И тем не менее это очень важно: воля многих людей претворяет желания в жизнь. То неправильное, неприемлемое, странное, чего захочет один, может не реализоваться; но если того же самого будут упорно желать многие – оно исполнится.
О жизни и смерти
Сколько себя помню, у нас всегда жили какие-то животные. Мы не покупали щенков и котят, они сами у нас постоянно заводились, как мама говорила, «от грязи».
Мы никогда не стремились окружить себя чистопородными домашними любимцами. Куда важней было предоставить кров и еду бездомному созданию, терпящему бедствия и невзгоды, имеющему проблемы со здоровьем.
Мы постоянно кого-то от чего-то спасали и лечили, делились с братьями меньшими тем, что сами ели (когда я был мальчиком, никаких сухих кормов еще не придумали; животных люди кормили со своего стола). Папа в шутку называл наш дом ковчегом.
В нашем ковчеге постоянно кто-то рождался, а кто-то, к сожалению, болел и умирал.
Мне было девять лет, когда у меня на руках умирала моя любимица Глаша. Это была миниатюрная немолодая уже собачка, очень рассудительная и покладистая. Она любила спать у меня в ногах, мы часто ходили вместе по делам. Глаша никогда меня не подводила ни плохими манерами, ни неуместным лаем. Она была на пару лет старше меня, и сколько я помнил себя, столько помнил рядом с собой Глашу.
И вот однажды утром я увидел, что сегодня Глаша умрет. Я до сих пор не знаю, откуда мне стало это известно. Но это было абсолютно точно, и я понимал, что так оно и будет.
Взволнованный и расстроенный, я рассказал маме о том, что нас ожидает. Она отнеслась к моему заявлению очень серьезно – как всегда всерьез воспринимала все мои слова; она ведь знала, что я многое вижу и слышу не так, как обычные дети.

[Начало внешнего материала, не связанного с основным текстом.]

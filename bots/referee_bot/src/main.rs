use clap::Parser;
use rand::{rngs::StdRng, seq::SliceRandom, SeedableRng};
use reversi::{render_board, Board, Color, Move};
use reversi_bot_utils::Agent;
use tracing::debug;
use tracing_subscriber::filter::{LevelFilter, Targets};
use tracing_subscriber::layer::SubscriberExt;
use tracing_subscriber::util::SubscriberInitExt;

#[derive(Parser)]
struct Args {
    /// RNG seed
    #[arg(long)]
    seed: Option<u64>,

    /// A log level among "off", "error", "warn", "info", "debug", "trace"
    #[arg(short, long, default_value = "info")]
    log_level: LevelFilter,
}

fn main() -> anyhow::Result<()> {
    let args = Args::parse();
    initialize_logging(args.log_level);
    let seed = args.seed.unwrap_or_else(rand::random);
    let rng = StdRng::seed_from_u64(seed);

    Referee {
        board: Board::new(),
        rng,
    }
    .run()
}

fn initialize_logging(level: LevelFilter) {
    let format = tracing_subscriber::fmt::format()
        .with_target(false)
        .compact();

    let filter = Targets::new().with_default(level);

    tracing_subscriber::registry()
        .with(
            tracing_subscriber::fmt::layer()
                .event_format(format)
                .with_writer(std::io::stderr),
        )
        .with(filter)
        .init();
}

/// The rules engine as a participant: it keeps the authoritative
/// board, validates every placement, and when asked for a move proposes a
/// random legal one.
struct Referee {
    board: Board,
    rng: StdRng,
}

impl Agent for Referee {
    fn name(&self) -> String {
        "Referee".to_string()
    }

    fn new_game(&mut self, _color: Color) {
        self.board.reset();
    }

    fn board(&self) -> &Board {
        &self.board
    }

    fn play_move(&mut self, col: i8, row: i8, color: Color) -> bool {
        let applied = self.board.apply_move(col, row, color);
        if applied {
            debug!("\n{}", render_board(&self.board));
        }
        applied
    }

    fn next_move(&mut self, board: &Board, _depth: u32, color: Color) -> Move {
        board
            .legal_moves(color)
            .choose(&mut self.rng)
            .copied()
            .unwrap_or(Move::PASS)
    }
}
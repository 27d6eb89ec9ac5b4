use serde::{Deserialize, Serialize};

use crate::{Board, Color};

/// Request for an agent to do something.
///
/// Requests arrive as one JSON object per line on the agent's stdin; the
/// response goes to stdout the same way.
#[derive(Clone, Debug, Serialize, Deserialize)]
#[serde(tag = "type")]
pub enum Request {
    /// Reset the agent's authoritative board for a new match.
    ///
    /// The response should be an [`Okay`].
    NewGame { color: Color },
    /// Ask for the agent's display identity.
    ///
    /// The response should be an [`AgentInfo`].
    Describe,
    /// Ask for the agent's authoritative board and derived scores.
    ///
    /// The response should be a [`BoardState`]. The orchestrator compares
    /// this against its own board after every move to detect a
    /// non-conforming agent.
    GetState,
    /// Ask whether placing `color` at `(col, row)` would be legal on the
    /// agent's board.
    ///
    /// The response should be a plain JSON boolean.
    IsPlayable { col: i8, row: i8, color: Color },
    /// Apply a move to the agent's authoritative board.
    ///
    /// The response should be a plain JSON boolean: whether the move was
    /// applied. `false` means the board was left untouched.
    PlayMove { col: i8, row: i8, color: Color },
    /// Propose a move for `color` on the supplied board snapshot.
    ///
    /// The response should be a [`Move`](crate::Move); `(-1, -1)` when no
    /// move exists. The snapshot is the orchestrator's board, which is why
    /// agents must compute against it rather than their own copy.
    GetMove { board: Board, depth: u32, color: Color },
    /// The agent should shut down.
    Bye,
}

/// Dummy struct for use in agent communication.
///
/// Used to signal an acknowledgement without data.
#[derive(Clone, Debug, Serialize, Deserialize)]
pub struct Okay();

/// Display identity of an agent.
#[derive(Clone, Debug, Serialize, Deserialize)]
pub struct AgentInfo {
    pub name: String,
}

/// An agent's authoritative board plus the reads derived from it.
#[derive(Clone, Debug, Serialize, Deserialize)]
pub struct BoardState {
    pub board: Board,
    pub white_score: u32,
    pub black_score: u32,
    pub game_over: bool,
}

Мама сказала, что, вероятно, Глаша будет нуждаться в моей поддержке, поэтому мне следует отложить все важные дела и сосредоточиться на помощи собаке. «Какой помощи? – подумал я. – Дать воды? Погладить?» В первый момент я хотел спросить маму обо всем, но потом решил, что просто надо быть внимательным – ия увижу и пойму все сам.
Однако шло время и как будто ничего не происходило. Глаша тихонько лежала на своей подстилке. Но я-то знал, что скоро все изменится. И вот она встала и начала «копать» пол. Она изо всех сил пыталась рыть лапами и не замечала, что у нее ничего не получается. Я позвал Глашу, но она словно не слышала меня и продолжала рыть.
Тогда я взял ее на руки и стал нежно гладить и укачивать, как ребенка. Она затихла и прерывисто дышала. Я очень долго сидел с ней. Не хотелось ничего говорить, я прижимал ее к себе и слышал, как быстро-быстро стучит ее сердце.
В какой-то момент я почувствовал, что устал, – устала и Глаша. Я отнес ее на подстилку и положил, а сам сел рядом и тихонько поглаживал. Я знал в этот момент, что она уже не здесь, хотя продолжает дышать. Иногда ее лапы подергивались, будто она бежала. Глаза моей собаки смотрели непонятно куда, она уже не видела меня, не слышала, как я шепчу ей на ухо последние слова любви.
Вдруг тело ее напряглось, дыхание стало судорожным. Я взял двумя руками ее голову и… стал непроизвольно тужиться. Я хотел помочь Глаше поскорей…
родить свою душу, я это мог тогда сформулировать только так. В момент смерти моей собаки я отчетливо осознал, что смерть – это вовсе не умирание как таковое, но рождение в иную жизнь, в тонкий мир.
Умирает (отмирает) ставшее ненужным тело. В нем, как в коконе, в течение жизни растет и зреет душа. А потом она покидает свой временный обветшавший дом, и он разрушается, поскольку более никому не нужен – тела всех живых существ нужны только как своего рода инкубатор душ.
Итак, я изо всех сил помогал моей Глаше родиться в вечность. И вот случилось – она вздохнула в последний раз, и сердце ее перестало биться. А в пространстве тонкого мира появилось серебристое пятно, неуловимо напоминающее очертаниями маленькую собачку. Оно поднималось все выше и выше в синеву – и вот уже растворилось в ней. Но я знал, что Глаша есть; со смертью физической оболочки жизнь не окончилась. И мне было одновременно грустно, потому что я больше со своей любимицей не увижусь, и радостно – потому что Глаша родилась в другую жизнь.